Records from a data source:
════════════════════

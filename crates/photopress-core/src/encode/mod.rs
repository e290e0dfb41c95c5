//! Image encoding pipeline for Photopress.
//!
//! Output is always baseline JPEG, wrapped in a data URI so it can be handed
//! straight to an upload form or an `<img>` element.
//!
//! # Examples
//!
//! ```ignore
//! use photopress_core::encode::{encode_data_uri, encode_jpeg, JPEG_MIME};
//!
//! let pixels = vec![128u8; 100 * 100 * 3];
//! let jpeg = encode_jpeg(&pixels, 100, 100, 60)?;
//! let uri = encode_data_uri(JPEG_MIME, &jpeg);
//! ```

mod data_uri;
mod jpeg;

pub use data_uri::{encode_data_uri, JPEG_MIME};
pub use jpeg::{encode_image, encode_jpeg, quality_from_unit, EncodeError};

════════════════════

Please repeat the records so that each one reads exactly as it does above.

▶ _Expected answer_
filename crates/photopress-core/src/encode/mod.rs
repository e290e0dfb41c95c5
//! Image encoding pipeline for Photopress.
//!
//! Output is always baseline JPEG, wrapped in a data URI so it can be handed
//! straight to an upload form or an `<img>` element.
//!
//! # Examples
//!
//! ```ignore
//! use photopress_core::encode::{encode_data_uri, encode_jpeg, JPEG_MIME};
//!
//! let pixels = vec![128u8; 100 * 100 * 3];
//! let jpeg = encode_jpeg(&pixels, 100, 100, 60)?;
//! let uri = encode_data_uri(JPEG_MIME, &jpeg);
//! ```

mod data_uri;
mod jpeg;

pub use data_uri::{encode_data_uri, JPEG_MIME};
pub use jpeg::{encode_image, encode_jpeg, quality_from_unit, EncodeError};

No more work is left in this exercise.